In [1]:
import re
import csv
import json
import spacy
import unicodedata
from tqdm import tqdm
from pathlib import Path
from collections import defaultdict


nlp = spacy.load("es_core_news_sm")


def normalizar_texto(texto: str) -> str:
    texto = texto.lower()
    texto = re.sub(r'\s+', ' ', texto)
    texto = re.sub(r'[^a-z0-9áéíóúüñ ]', '', texto)
    return texto.strip()


def eliminar_verbos(texto: str) -> list[str]:
    doc = nlp(texto)
    tokens = [t.lemma_ for t in doc if t.pos_ != "VERB" and not t.is_stop and t.is_alpha]
    tokens = [''.join(
        c for c in unicodedata.normalize('NFD', tok) if unicodedata.category(c) != 'Mn'
    ) for tok in tokens]
    tokens = [tok for tok in tokens if len(tok) > 3]
    return tokens


def generar_ngrams(tokens, n):
    return [' '.join(tokens[i:i+n]) for i in range(len(tokens) - n + 1)]

In [2]:
apariciones = {2023: defaultdict(set), 2025: defaultdict(set)}
ngram_counts = {2023: {}, 2025: {}}
NGRAM_SIZES = [1, 2, 3]

for YEAR in [2023, 2025]:
    ruta = Path(f"clusters/clusters_{YEAR}_sustantivas_5_v3.json")
    with ruta.open("r", encoding="utf-8") as f:
        data = json.load(f)

    objectives = data.get("objectives", {})
    units = data.get("clusters_data", [])
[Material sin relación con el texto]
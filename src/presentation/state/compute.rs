// 確率計算のUI状態管理

use crate::application::event::{ComputeEvent, ComputeOutput};
use crate::constants::{B, INPUT_N};
use crate::domain::grid::BinaryGrid;
use anyhow::Result;

/// 計算の実行状態
#[derive(Clone, Debug, PartialEq)]
pub enum ComputeStatus {
    /// 待機中
    Idle,
    /// 実行中
    Running,
    /// 完了
    Completed,
    /// エラー
    Error(String),
}

impl Default for ComputeStatus {
    fn default() -> Self {
        Self::Idle
    }
}

/// 確率計算のUI状態
///
/// 描画面はこの状態を読み取って入力グリッド・盤面グリッド・
/// 確率オーバーレイを表示する。グリッドの編集は古いオーバーレイを
/// ただちに無効化する。
#[derive(Clone, Debug)]
pub struct ComputeState {
    /// 形状の抽出元グリッド
    pub input: BinaryGrid,
    /// 固定セルの指定元グリッド
    pub board: BinaryGrid,
    /// 計算状態
    pub status: ComputeStatus,
    /// 直近の完了結果（確率オーバーレイ）
    pub result: Option<ComputeOutput>,
    /// ワーカーから届いたログ行
    pub log_lines: Vec<String>,
    /// 開始時刻（秒）
    pub started_at: Option<f64>,
    /// 完了時刻（秒）
    pub completed_at: Option<f64>,
}

impl ComputeState {
    pub fn new() -> Self {
        Self {
            input: BinaryGrid::new(INPUT_N).unwrap(),
            board: BinaryGrid::new(B).unwrap(),
            status: ComputeStatus::Idle,
            result: None,
            log_lines: Vec::new(),
            started_at: None,
            completed_at: None,
        }
    }

    /// 入力グリッドのセルを反転（オーバーレイは無効化）
    pub fn toggle_input(&mut self, x: usize, y: usize) -> Result<()> {
        self.input.toggle(x, y)?;
        self.clear_overlay();
        Ok(())
    }

    /// 盤面グリッドのセルを反転（オーバーレイは無効化）
    pub fn toggle_board(&mut self, x: usize, y: usize) -> Result<()> {
        self.board.toggle(x, y)?;
        self.clear_overlay();
        Ok(())
    }

    /// 計算を開始
    pub fn start_compute(&mut self) {
        self.status = ComputeStatus::Running;
        self.result = None;
        self.started_at = Some(current_time_secs());
        self.completed_at = None;
    }

    /// ワーカーからのイベントを反映
    pub fn apply_event(&mut self, event: ComputeEvent) {
        match event {
            ComputeEvent::Log(line) => {
                self.log_lines.push(line);
            }
            ComputeEvent::Finished(output) => {
                self.status = ComputeStatus::Completed;
                self.result = Some(output);
                self.completed_at = Some(current_time_secs());
            }
        }
    }

    /// エラー発生
    pub fn set_error(&mut self, message: String) {
        self.status = ComputeStatus::Error(message);
        self.completed_at = Some(current_time_secs());
    }

    /// 確率オーバーレイを破棄
    pub fn clear_overlay(&mut self) {
        self.result = None;
        if self.status == ComputeStatus::Completed {
            self.status = ComputeStatus::Idle;
        }
    }

    /// リセット
    pub fn reset(&mut self) {
        self.status = ComputeStatus::Idle;
        self.result = None;
        self.log_lines.clear();
        self.started_at = None;
        self.completed_at = None;
    }

    /// 強調表示に使う最大パーセント
    pub fn max_percent(&self) -> u8 {
        self.result
            .as_ref()
            .map(|r| r.probabilities.max_percent())
            .unwrap_or(0)
    }

    /// 実行中かチェック
    pub fn is_running(&self) -> bool {
        matches!(self.status, ComputeStatus::Running)
    }

    /// 完了したかチェック
    pub fn is_completed(&self) -> bool {
        matches!(self.status, ComputeStatus::Completed)
    }

    /// エラーかチェック
    pub fn is_error(&self) -> bool {
        matches!(self.status, ComputeStatus::Error(_))
    }

    /// 経過時間（秒）を取得
    pub fn elapsed_time(&self) -> Option<f64> {
        self.started_at.map(|start| {
            let end = self.completed_at.unwrap_or_else(current_time_secs);
            end - start
        })
    }
}

impl Default for ComputeState {
    fn default() -> Self {
        Self::new()
    }
}

/// 現在時刻を秒で取得
fn current_time_secs() -> f64 {
    use std::time::SystemTime;
    SystemTime::now()
        .duration_since(SystemTime::UNIX_EPOCH)
        .map(|d| d.as_secs_f64())
        .unwrap_or(0.0)
}
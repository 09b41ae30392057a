// 確率還元 - 被覆回数を表示用パーセントに変換

use num_traits::{ToPrimitive, Zero};
use serde::{Deserialize, Serialize};

use crate::constants::B;
use crate::domain::board::FixedMask;

use super::engine::SearchOutcome;

/// 1セルの確率表示値
#[derive(Clone, Copy, Debug, PartialEq, Eq, Serialize, Deserialize)]
pub enum ProbabilityCell {
    /// 固定セル（確率の対象外、中立値）
    Fixed,
    /// 全形状を置ける組み合わせが1つも存在しない
    Impossible,
    /// 被覆確率を四捨五入した整数パーセント（0〜100）
    Chance(u8),
}

/// 探索結果から還元した確率行列
#[derive(Clone, Debug, PartialEq, Eq, Serialize, Deserialize)]
pub struct ProbabilityGrid {
    cells: Vec<ProbabilityCell>,
    max_percent: u8,
    solvable: bool,
}

impl ProbabilityGrid {
    /// 被覆回数と総数から各自由セルの確率を計算する
    ///
    /// total == 0 のときは自由セルを全てImpossibleにする（エラーではなく
    /// 正当な結果）。それ以外は count/total を最近接整数パーセントへ丸め、
    /// 自由セル全体の最大値も記録する（強調表示用）。
    pub fn reduce(outcome: &SearchOutcome, fixed: &FixedMask) -> Self {
        let mut cells = vec![ProbabilityCell::Fixed; B * B];
        let solvable = !outcome.total.is_zero();
        let mut max_percent: u8 = 0;

        let total = outcome.total.to_f64().unwrap_or(0.0);
        for y in 0..B {
            for x in 0..B {
                if fixed.is_fixed(x, y) {
                    continue;
                }
                cells[y * B + x] = if !solvable {
                    ProbabilityCell::Impossible
                } else {
                    let count = outcome
                        .counts
                        .get(x, y)
                        .and_then(|c| c.to_f64())
                        .unwrap_or(0.0);
                    let percent = (count / total * 100.0).round() as u8;
                    if percent > max_percent {
                        max_percent = percent;
                    }
                    ProbabilityCell::Chance(percent)
                };
            }
        }

        Self {
            cells,
            max_percent,
            solvable,
        }
    }

    /// セルの確率値を取得（範囲外はNone）
    pub fn get(&self, x: usize, y: usize) -> Option<ProbabilityCell> {
        if x >= B || y >= B {
            return None;
        }
        Some(self.cells[y * B + x])
    }

    /// 自由セル全体の最大パーセント
    pub fn max_percent(&self) -> u8 {
        self.max_percent
    }

    /// 完成配置が1件以上あったかチェック
    pub fn is_solvable(&self) -> bool {
        self.solvable
    }
}
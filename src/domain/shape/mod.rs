// 形状関連のドメイン層 - ポリオミノ形状

pub mod extract;
pub mod matrix;
pub mod variants;

pub use extract::{extract_shapes, extract_variant_sets};
pub use matrix::Shape;
pub use variants::VariantSet;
    for unit in tqdm(units, total=len(units), desc=f"Procesando unidades {YEAR}", leave=False):
        unit_name = unit["name"]
        unit_uuid = unit["uuid"]
        text = objectives[unit_uuid]
        tokens = eliminar_verbos(normalizar_texto(f"{unit_name} {text}"))
        for n in NGRAM_SIZES:
            for ng in generar_ngrams(tokens, n):
                apariciones[YEAR][ng].add(unit_uuid)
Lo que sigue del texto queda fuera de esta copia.